# PROBLEM TO WORK ON
In the listing below, how many lines contain "debug"? Answer with the number alone.

# MATERIAL SHOWN
-.-.-

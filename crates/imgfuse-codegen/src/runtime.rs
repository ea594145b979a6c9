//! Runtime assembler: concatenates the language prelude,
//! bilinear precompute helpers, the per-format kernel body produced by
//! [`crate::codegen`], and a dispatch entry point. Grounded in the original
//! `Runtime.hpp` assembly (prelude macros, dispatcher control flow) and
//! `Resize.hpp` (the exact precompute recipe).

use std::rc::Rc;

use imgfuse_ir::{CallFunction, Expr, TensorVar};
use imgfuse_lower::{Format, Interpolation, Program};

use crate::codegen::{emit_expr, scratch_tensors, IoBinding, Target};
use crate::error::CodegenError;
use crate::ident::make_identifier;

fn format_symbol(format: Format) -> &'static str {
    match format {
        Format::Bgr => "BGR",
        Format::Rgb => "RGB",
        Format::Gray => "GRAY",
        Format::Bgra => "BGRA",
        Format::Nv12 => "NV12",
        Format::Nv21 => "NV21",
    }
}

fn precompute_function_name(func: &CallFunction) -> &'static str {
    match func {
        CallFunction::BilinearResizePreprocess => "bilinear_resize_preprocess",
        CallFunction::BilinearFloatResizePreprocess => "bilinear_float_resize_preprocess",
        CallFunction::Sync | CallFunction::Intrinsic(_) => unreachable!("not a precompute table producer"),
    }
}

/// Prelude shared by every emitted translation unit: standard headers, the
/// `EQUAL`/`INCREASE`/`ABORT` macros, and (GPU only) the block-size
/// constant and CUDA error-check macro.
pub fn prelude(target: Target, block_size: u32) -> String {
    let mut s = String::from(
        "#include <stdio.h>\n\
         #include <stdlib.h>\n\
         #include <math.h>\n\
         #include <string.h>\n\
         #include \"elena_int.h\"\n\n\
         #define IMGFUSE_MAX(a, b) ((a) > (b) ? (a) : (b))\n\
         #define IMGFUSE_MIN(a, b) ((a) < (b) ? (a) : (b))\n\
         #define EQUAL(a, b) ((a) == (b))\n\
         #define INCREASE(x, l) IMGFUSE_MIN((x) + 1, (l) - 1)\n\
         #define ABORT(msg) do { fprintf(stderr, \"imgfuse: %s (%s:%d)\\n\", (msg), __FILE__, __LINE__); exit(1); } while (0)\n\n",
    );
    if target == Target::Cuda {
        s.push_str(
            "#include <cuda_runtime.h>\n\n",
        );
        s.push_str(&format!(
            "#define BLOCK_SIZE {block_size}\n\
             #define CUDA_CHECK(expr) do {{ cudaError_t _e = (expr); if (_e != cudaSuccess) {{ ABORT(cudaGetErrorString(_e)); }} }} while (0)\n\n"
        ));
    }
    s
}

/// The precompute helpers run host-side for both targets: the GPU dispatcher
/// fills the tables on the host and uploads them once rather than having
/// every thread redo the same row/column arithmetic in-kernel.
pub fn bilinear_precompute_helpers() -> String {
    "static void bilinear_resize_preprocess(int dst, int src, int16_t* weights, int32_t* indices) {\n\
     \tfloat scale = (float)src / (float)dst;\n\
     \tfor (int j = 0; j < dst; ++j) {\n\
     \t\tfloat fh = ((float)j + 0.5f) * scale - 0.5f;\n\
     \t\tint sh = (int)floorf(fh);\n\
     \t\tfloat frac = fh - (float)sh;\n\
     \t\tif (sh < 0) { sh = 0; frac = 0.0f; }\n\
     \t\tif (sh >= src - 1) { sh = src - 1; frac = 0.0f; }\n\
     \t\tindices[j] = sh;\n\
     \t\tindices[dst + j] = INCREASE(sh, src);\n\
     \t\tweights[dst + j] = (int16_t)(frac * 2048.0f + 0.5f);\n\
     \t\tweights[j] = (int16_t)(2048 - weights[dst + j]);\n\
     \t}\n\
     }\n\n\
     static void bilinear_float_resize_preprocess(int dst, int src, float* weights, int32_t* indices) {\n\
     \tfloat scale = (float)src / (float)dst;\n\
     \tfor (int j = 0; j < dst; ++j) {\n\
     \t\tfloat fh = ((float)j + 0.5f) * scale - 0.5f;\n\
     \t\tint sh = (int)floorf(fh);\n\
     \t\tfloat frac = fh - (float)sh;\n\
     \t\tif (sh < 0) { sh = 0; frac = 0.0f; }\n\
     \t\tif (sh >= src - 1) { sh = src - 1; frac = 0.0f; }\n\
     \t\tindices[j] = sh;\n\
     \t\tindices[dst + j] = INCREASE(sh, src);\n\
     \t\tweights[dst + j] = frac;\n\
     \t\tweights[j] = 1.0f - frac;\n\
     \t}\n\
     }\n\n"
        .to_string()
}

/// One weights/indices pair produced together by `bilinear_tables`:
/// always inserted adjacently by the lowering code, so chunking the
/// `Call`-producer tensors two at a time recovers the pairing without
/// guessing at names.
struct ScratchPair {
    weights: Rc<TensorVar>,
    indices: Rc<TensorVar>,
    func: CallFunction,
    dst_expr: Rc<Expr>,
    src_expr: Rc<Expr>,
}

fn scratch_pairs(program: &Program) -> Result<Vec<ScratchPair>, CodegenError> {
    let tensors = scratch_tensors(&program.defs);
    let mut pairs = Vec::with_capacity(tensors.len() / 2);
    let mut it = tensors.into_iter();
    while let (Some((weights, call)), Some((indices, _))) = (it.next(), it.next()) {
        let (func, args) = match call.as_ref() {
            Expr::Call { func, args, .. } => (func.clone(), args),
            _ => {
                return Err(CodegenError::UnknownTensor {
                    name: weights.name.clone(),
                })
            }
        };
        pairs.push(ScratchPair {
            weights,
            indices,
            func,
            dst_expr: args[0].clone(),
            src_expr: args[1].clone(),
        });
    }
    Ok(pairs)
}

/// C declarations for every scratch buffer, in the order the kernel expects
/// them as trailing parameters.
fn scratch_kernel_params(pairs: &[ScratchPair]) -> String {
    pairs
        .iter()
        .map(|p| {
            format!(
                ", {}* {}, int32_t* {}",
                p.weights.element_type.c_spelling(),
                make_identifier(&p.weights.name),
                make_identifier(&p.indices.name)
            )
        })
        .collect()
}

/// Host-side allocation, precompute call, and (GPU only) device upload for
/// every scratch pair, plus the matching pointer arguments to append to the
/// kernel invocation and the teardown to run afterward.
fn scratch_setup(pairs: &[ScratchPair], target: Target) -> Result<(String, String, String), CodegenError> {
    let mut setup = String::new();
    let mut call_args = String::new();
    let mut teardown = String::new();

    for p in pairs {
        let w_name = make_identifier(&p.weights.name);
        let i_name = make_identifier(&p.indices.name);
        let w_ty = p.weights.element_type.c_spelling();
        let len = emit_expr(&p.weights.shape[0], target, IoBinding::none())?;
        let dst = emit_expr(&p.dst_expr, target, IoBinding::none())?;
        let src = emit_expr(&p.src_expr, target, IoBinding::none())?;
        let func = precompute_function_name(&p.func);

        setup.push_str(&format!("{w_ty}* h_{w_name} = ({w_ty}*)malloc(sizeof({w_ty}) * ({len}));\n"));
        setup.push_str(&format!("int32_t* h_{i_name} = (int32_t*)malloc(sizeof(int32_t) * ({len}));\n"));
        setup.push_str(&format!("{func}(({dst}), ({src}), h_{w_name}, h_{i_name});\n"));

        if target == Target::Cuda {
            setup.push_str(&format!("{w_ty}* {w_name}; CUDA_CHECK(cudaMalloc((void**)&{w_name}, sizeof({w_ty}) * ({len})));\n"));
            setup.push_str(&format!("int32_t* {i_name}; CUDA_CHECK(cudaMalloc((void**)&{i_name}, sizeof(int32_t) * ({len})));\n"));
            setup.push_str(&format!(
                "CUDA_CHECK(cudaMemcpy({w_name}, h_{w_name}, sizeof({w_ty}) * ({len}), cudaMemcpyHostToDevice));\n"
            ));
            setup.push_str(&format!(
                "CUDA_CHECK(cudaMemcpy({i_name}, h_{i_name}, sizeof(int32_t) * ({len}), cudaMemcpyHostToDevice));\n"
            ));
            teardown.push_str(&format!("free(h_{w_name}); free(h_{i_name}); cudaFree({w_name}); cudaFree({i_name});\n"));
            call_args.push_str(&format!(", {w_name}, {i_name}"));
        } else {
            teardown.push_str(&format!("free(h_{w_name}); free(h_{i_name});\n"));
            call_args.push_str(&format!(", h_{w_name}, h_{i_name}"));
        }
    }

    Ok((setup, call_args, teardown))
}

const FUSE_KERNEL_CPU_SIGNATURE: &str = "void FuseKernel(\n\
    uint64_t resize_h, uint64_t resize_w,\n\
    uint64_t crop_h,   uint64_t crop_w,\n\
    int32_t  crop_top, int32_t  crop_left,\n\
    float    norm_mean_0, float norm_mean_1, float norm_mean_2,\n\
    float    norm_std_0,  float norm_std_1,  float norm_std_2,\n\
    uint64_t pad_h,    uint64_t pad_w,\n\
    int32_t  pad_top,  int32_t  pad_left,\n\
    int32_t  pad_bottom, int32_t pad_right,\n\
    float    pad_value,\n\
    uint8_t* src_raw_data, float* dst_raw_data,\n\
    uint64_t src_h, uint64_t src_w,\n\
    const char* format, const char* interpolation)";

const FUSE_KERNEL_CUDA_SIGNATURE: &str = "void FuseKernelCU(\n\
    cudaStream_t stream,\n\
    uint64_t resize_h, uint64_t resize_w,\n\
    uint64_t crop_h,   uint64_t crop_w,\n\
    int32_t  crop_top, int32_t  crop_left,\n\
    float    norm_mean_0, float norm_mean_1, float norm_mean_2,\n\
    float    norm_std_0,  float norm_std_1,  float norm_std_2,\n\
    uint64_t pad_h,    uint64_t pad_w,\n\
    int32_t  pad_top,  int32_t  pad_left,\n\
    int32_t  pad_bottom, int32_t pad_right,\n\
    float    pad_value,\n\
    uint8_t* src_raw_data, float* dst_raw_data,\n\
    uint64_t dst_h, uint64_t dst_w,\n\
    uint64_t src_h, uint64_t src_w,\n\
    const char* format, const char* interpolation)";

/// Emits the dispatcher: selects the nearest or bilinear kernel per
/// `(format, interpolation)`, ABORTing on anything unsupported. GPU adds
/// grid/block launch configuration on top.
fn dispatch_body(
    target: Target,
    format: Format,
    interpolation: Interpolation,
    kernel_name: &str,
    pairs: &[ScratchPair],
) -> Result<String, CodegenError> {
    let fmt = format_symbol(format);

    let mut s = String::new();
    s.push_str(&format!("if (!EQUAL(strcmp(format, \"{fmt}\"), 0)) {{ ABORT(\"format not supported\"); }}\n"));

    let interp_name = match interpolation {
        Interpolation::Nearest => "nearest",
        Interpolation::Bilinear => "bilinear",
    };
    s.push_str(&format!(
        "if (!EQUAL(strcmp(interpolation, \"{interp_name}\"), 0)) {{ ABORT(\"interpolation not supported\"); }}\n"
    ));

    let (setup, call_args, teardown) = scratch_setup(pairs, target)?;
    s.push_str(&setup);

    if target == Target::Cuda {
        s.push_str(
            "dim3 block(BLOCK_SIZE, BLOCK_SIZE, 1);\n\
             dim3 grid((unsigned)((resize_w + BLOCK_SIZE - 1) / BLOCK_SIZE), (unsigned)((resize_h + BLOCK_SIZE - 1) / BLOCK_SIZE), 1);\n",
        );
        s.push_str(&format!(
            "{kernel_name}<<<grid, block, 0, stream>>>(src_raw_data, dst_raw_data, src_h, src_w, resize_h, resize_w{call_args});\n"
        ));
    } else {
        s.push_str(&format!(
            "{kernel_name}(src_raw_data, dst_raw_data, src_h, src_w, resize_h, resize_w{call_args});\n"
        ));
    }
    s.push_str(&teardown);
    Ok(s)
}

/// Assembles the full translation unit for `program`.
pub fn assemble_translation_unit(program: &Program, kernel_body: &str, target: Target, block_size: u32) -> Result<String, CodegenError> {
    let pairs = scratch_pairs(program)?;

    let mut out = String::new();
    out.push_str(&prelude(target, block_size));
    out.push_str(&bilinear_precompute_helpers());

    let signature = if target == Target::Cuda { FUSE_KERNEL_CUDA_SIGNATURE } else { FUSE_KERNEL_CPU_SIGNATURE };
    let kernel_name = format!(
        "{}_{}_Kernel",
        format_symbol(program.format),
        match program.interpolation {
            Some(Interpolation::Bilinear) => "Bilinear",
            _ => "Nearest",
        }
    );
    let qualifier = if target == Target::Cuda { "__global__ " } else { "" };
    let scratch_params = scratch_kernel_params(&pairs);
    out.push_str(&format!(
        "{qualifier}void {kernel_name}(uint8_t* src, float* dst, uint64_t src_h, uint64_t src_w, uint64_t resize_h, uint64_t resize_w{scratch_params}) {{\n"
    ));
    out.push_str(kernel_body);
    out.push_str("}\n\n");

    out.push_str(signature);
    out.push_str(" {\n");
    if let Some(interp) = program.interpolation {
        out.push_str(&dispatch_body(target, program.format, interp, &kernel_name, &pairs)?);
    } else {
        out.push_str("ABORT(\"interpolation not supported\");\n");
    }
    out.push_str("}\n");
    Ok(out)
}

-.-.-

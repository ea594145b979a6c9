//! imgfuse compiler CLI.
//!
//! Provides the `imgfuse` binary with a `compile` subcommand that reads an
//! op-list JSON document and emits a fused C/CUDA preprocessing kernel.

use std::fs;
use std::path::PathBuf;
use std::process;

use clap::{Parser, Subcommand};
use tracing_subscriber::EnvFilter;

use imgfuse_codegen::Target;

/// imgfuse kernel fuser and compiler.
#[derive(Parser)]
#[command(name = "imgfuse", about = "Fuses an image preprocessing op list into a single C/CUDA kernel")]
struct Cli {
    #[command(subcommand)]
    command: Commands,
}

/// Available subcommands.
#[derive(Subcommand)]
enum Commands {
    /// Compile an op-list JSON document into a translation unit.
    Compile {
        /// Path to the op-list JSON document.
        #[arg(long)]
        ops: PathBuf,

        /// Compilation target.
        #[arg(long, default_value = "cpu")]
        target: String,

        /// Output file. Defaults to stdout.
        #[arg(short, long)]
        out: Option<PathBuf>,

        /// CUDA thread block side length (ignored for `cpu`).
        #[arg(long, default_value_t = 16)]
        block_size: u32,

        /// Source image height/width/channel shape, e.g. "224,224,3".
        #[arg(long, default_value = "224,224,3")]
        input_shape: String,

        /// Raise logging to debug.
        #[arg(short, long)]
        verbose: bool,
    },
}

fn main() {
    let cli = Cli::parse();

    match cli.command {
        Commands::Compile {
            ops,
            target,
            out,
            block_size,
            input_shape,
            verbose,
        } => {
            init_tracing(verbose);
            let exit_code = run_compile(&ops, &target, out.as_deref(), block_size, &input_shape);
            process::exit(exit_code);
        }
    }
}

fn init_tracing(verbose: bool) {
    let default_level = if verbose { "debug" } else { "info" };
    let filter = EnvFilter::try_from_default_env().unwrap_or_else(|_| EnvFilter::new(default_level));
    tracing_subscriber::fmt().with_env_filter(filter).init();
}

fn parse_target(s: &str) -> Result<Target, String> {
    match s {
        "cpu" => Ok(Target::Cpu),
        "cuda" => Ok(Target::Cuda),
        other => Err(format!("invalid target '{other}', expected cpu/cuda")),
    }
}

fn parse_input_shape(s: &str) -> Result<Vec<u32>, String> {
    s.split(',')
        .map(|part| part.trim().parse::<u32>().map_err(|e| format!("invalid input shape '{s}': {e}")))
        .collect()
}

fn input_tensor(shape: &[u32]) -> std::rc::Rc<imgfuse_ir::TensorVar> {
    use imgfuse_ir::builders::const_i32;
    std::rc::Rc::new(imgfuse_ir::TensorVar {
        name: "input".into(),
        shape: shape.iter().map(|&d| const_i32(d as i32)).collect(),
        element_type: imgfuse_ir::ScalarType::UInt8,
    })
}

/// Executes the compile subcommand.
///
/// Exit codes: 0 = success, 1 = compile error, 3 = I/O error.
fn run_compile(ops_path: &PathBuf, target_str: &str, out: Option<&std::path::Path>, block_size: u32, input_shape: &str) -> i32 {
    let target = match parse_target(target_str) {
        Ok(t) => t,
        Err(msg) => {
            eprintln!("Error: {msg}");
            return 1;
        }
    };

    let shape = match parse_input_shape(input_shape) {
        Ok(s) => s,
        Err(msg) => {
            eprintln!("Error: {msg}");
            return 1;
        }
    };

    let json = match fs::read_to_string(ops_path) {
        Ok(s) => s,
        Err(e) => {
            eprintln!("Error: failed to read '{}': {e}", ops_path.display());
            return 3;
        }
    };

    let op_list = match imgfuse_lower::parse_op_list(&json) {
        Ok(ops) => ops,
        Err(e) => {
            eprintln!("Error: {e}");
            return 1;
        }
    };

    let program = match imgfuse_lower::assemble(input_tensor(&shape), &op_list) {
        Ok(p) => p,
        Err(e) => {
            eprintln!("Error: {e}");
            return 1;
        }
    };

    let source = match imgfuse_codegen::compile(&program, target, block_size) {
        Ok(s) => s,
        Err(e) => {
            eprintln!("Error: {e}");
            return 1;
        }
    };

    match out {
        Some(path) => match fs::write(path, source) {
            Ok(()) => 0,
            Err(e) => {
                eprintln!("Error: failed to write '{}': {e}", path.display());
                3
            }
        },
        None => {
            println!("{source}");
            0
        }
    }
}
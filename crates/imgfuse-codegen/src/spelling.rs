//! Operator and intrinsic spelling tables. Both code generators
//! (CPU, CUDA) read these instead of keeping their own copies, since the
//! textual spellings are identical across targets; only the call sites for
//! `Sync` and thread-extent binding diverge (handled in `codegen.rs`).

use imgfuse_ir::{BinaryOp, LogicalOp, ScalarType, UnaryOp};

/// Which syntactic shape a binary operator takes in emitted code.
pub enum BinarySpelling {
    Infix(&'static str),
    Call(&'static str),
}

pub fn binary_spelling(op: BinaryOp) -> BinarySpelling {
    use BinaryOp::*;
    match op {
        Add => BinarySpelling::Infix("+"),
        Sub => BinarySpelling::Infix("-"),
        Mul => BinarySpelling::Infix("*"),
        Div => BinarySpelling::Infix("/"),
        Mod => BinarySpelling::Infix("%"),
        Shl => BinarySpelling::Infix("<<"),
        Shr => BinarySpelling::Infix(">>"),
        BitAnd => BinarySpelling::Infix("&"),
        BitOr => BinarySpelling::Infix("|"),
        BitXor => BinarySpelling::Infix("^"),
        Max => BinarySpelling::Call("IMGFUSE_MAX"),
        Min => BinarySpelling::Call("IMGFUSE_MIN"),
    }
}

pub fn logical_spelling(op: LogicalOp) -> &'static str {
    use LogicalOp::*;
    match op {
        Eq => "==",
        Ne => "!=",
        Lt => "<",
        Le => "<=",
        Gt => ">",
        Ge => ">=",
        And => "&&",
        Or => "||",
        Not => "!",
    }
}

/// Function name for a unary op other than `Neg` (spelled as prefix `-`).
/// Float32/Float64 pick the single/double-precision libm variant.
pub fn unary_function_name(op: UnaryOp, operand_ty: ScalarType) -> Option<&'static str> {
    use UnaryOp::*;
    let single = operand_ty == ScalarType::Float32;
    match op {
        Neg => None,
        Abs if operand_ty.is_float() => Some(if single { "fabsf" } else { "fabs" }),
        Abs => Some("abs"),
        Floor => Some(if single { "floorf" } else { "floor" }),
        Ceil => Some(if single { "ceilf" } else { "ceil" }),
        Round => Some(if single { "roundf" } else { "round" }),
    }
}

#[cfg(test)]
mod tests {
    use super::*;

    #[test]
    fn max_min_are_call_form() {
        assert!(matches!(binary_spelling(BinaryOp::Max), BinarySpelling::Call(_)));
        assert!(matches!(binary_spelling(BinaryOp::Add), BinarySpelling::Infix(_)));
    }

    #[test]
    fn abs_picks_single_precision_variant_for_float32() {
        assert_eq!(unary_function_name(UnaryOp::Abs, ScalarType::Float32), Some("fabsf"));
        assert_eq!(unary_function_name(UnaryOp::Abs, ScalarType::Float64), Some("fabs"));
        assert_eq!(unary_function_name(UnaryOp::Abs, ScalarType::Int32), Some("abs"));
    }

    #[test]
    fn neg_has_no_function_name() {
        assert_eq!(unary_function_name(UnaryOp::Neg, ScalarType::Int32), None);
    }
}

-.-.-

# EXERCISE OUTPUT
2